> [TASK GOAL]:
Write out each line of the records that has "PythonVersion" in it.

> [MATERIAL SUPPLIED]:

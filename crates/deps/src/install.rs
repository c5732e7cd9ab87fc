//! Unpacking wheels into the project virtual environment layer.

use crate::error::InstallError;
use crate::python::PythonVersion;
use crate::requirement::normalize_name;
use pinbox_image::layer::{EXEC_MODE, FILE_MODE};
use pinbox_image::{LayerBuilder, LayerError};
use serde::{Deserialize, Serialize};
use std::collections::BTreeMap;
use std::io::{Cursor, Read};
use tracing::debug;

pub const INSTALLER_NAME: &str = "pinbox";
pub const INSTALL_RECORD_FILE: &str = "pinbox-installed.json";
pub const DEFAULT_VENV: &str = "/app/.venv";

#[derive(Debug, Clone, PartialEq, Eq)]
pub struct VenvLayout {
    root: String,
    python: PythonVersion,
}

impl VenvLayout {
    pub fn new(root: &str, python: PythonVersion) -> Self {
        Self {
            root: format!("/{}", root.trim_matches('/')),
            python,
        }
    }

    /// `<workdir>/.venv`
    pub fn in_workdir(workdir: &str, python: PythonVersion) -> Self {
        Self::new(&format!("{}/.venv", workdir.trim_end_matches('/')), python)
    }

    pub fn root(&self) -> &str {
        &self.root
    }

    pub fn python(&self) -> PythonVersion {
        self.python
    }

    pub fn bin_dir(&self) -> String {
        format!("{}/bin", self.root)
    }

    pub fn python_bin(&self) -> String {
        format!("{}/bin/python", self.root)
    }

    pub fn site_packages(&self) -> String {
        format!("{}/lib/python{}/site-packages", self.root, self.python)
    }

    pub fn record_path(&self) -> String {
        format!("{}/{}", self.root, INSTALL_RECORD_FILE)
    }
}

#[derive(Debug, Clone, PartialEq, Eq)]
pub struct InstalledPackage {
    pub name: String,
    pub version: String,
    pub files: usize,
}

/// `pinbox-installed.json`: exactly the installed `name==version` pins.
#[derive(Debug, Clone, PartialEq, Eq, Serialize, Deserialize)]
pub struct InstallRecord {
    pub installer: String,
    pub python: String,
    pub packages: Vec<String>,
}

struct WheelEntry {
    data: Vec<u8>,
    mode: u32,
}

#[derive(Debug, Clone)]
pub struct WheelInstaller {
    layout: VenvLayout,
}

impl WheelInstaller {
    pub fn new(layout: VenvLayout) -> Self {
        Self { layout }
    }

    pub fn layout(&self) -> &VenvLayout {
        &self.layout
    }

    /// Interpreter links and `pyvenv.cfg`.
    pub fn create_venv(&self, builder: &mut LayerBuilder) -> Result<(), LayerError> {
        let interpreter = self.layout.python.interpreter_path();
        let home = interpreter
            .rsplit_once('/')
            .map(|(dir, _)| dir.to_string())
            .unwrap_or_default();
        let cfg = format!(
            "home = {}\ninclude-system-site-packages = false\nversion = {}\nexecutable = {}\n",
            home, self.layout.python, interpreter
        );

        builder.add_file(
            &format!("{}/pyvenv.cfg", self.layout.root),
            cfg.into_bytes(),
            FILE_MODE,
        )?;
        builder.add_symlink(&self.layout.python_bin(), &interpreter)?;
        builder.add_symlink(
            &format!("{}/python{}", self.layout.bin_dir(), self.layout.python.major),
            "python",
        )?;
        builder.add_symlink(
            &format!("{}/python{}", self.layout.bin_dir(), self.layout.python),
            "python",
        )?;
        builder.add_dir(&self.layout.site_packages(), pinbox_image::layer::DIR_MODE)?;
        Ok(())
    }

    /// Unpack one wheel. The wheel's `.dist-info` must name `package`.
    pub fn install(
        &self,
        builder: &mut LayerBuilder,
        package: &str,
        version: &str,
        wheel: &[u8],
    ) -> Result<InstalledPackage, InstallError> {
        let invalid = |reason: String| InstallError::InvalidWheel {
            package: package.to_string(),
            reason,
        };
        let layer_err = |source: LayerError| InstallError::Layer {
            package: package.to_string(),
            source,
        };

        let entries = read_wheel(package, wheel)?;

        let dist_info = entries
            .keys()
            .filter_map(|path| path.strip_suffix("/WHEEL"))
            .find(|dir| dir.ends_with(".dist-info") && !dir.contains('/'))
            .map(String::from)
            .ok_or_else(|| invalid("missing .dist-info/WHEEL".to_string()))?;
        let dist_name = dist_info
            .trim_end_matches(".dist-info")
            .split('-')
            .next()
            .map(normalize_name)
            .unwrap_or_default();
        if dist_name != normalize_name(package) {
            return Err(invalid(format!(
                "contains {} instead of {}",
                dist_info, package
            )));
        }
        let data_dir = format!("{}.data/", dist_info.trim_end_matches(".dist-info"));

        let site_packages = self.layout.site_packages();
        let bin_dir = self.layout.bin_dir();
        let mut files = 0;

        for (path, entry) in &entries {
            let (target, mode, data) = match path.strip_prefix(&data_dir) {
                Some(rest) => {
                    let (scheme, rel) = rest.split_once('/').unwrap_or((rest, ""));
                    if rel.is_empty() {
                        continue;
                    }
                    match scheme {
                        "scripts" => (
                            format!("{}/{}", bin_dir, rel),
                            EXEC_MODE,
                            self.rewrite_shebang(&entry.data),
                        ),
                        "purelib" | "platlib" => (
                            format!("{}/{}", site_packages, rel),
                            entry.mode,
                            entry.data.clone(),
                        ),
                        "data" => (
                            format!("{}/{}", self.layout.root, rel),
                            entry.mode,
                            entry.data.clone(),
                        ),
                        other => {
                            debug!("Skipping {} entry {} in {}", other, rel, package);
                            continue;
                        }
                    }
                }
                None => (
                    format!("{}/{}", site_packages, path),
                    entry.mode,
                    entry.data.clone(),
                ),
            };
            builder.add_file(&target, data, mode).map_err(layer_err)?;
            files += 1;
        }

        builder
            .add_file(
                &format!("{}/{}/INSTALLER", site_packages, dist_info),
                format!("{}\n", INSTALLER_NAME).into_bytes(),
                FILE_MODE,
            )
            .map_err(layer_err)?;

        if let Some(entry_points) = entries.get(&format!("{}/entry_points.txt", dist_info)) {
            let text = String::from_utf8_lossy(&entry_points.data);
            for (name, module, attr) in console_scripts(&text) {
                let path = format!("{}/{}", bin_dir, name);
                if builder.contains(&path) {
                    continue;
                }
                let script = format!(
                    "#!{}\nimport sys\nfrom {} import {}\nif __name__ == \"__main__\":\n    sys.exit({}())\n",
                    self.layout.python_bin(),
                    module,
                    attr.split('.').next().unwrap_or(&attr),
                    attr
                );
                builder
                    .add_file(&path, script.into_bytes(), EXEC_MODE)
                    .map_err(layer_err)?;
            }
        }

        debug!("Installed {}=={} ({} files)", package, version, files);
        Ok(InstalledPackage {
            name: normalize_name(package),
            version: version.to_string(),
            files,
        })
    }

    pub fn write_record(
        &self,
        builder: &mut LayerBuilder,
        installed: &[InstalledPackage],
    ) -> Result<InstallRecord, LayerError> {
        let mut packages: Vec<String> = installed
            .iter()
            .map(|p| format!("{}=={}", p.name, p.version))
            .collect();
        packages.sort();

        let record = InstallRecord {
            installer: INSTALLER_NAME.to_string(),
            python: self.layout.python.to_string(),
            packages,
        };
        let mut json = serde_json::to_vec_pretty(&record).map_err(std::io::Error::from)?;
        json.push(b'\n');
        builder.add_file(&self.layout.record_path(), json, FILE_MODE)?;
        Ok(record)
    }

    fn rewrite_shebang(&self, data: &[u8]) -> Vec<u8> {
        for prefix in [&b"#!pythonw"[..], &b"#!python"[..]] {
            if let Some(rest) = data.strip_prefix(prefix) {
                let line_end = rest.iter().position(|b| *b == b'\n').unwrap_or(rest.len());
                let mut out = format!("#!{}", self.layout.python_bin()).into_bytes();
                out.extend_from_slice(&rest[line_end..]);
                return out;
            }
        }
        data.to_vec()
    }
}

fn read_wheel(package: &str, wheel: &[u8]) -> Result<BTreeMap<String, WheelEntry>, InstallError> {
    let invalid = |reason: String| InstallError::InvalidWheel {
        package: package.to_string(),
        reason,
    };

    let mut archive = zip::ZipArchive::new(Cursor::new(wheel)).map_err(|e| invalid(e.to_string()))?;
    let mut entries = BTreeMap::new();

    for index in 0..archive.len() {
        let mut file = archive.by_index(index).map_err(|e| invalid(e.to_string()))?;
        if file.is_dir() {
            continue;
        }
        let raw_name = file.name().to_string();
        let path = file
            .enclosed_name()
            .map(|p| p.to_string_lossy().replace('\\', "/"))
            .filter(|p| !p.is_empty())
            .ok_or_else(|| InstallError::UnsafePath {
                package: package.to_string(),
                path: raw_name.clone(),
            })?;
        let mode = match file.unix_mode() {
            Some(mode) if mode & 0o111 != 0 => EXEC_MODE,
            _ => FILE_MODE,
        };
        let mut data = Vec::with_capacity(file.size() as usize);
        file.read_to_end(&mut data)
            .map_err(|e| invalid(format!("{}: {}", raw_name, e)))?;
        entries.insert(path, WheelEntry { data, mode });
    }

    Ok(entries)
}

/// `(name, module, attribute)` triples from the `[console_scripts]` section.
fn console_scripts(entry_points: &str) -> Vec<(String, String, String)> {
    let mut in_section = false;
    let mut scripts = Vec::new();
    for line in entry_points.lines().map(str::trim) {
        if line.starts_with('[') {
            in_section = line == "[console_scripts]";
            continue;
        }
        if !in_section || line.is_empty() || line.starts_with('#') {
            continue;
        }
        let Some((name, target)) = line.split_once('=') else {
            continue;
        };
        let target = target.split('[').next().unwrap_or(target).trim();
        if let Some((module, attr)) = target.split_once(':') {
            scripts.push((
                name.trim().to_string(),
                module.trim().to_string(),
                attr.trim().to_string(),
            ));
        }
    }
    scripts
}
use super::context::BuildContext;
use async_trait::async_trait;
use pinbox_core::error::{BuildError, Stage};

/// One build stage: consumes the previous stage's output, produces its own.
#[async_trait]
pub trait BuildStage: Send + Sync {
    type Input: Send + 'static;
    type Output: Send + 'static;

    fn stage(&self) -> Stage;

    async fn execute(
        &self,
        context: &BuildContext,
        input: Self::Input,
    ) -> Result<Self::Output, BuildError>;
}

> [EXERCISE RESPONSE]:
use crate::python::PythonVersion;
    python: PythonVersion,
    pub fn new(root: &str, python: PythonVersion) -> Self {
    pub fn in_workdir(workdir: &str, python: PythonVersion) -> Self {
    pub fn python(&self) -> PythonVersion {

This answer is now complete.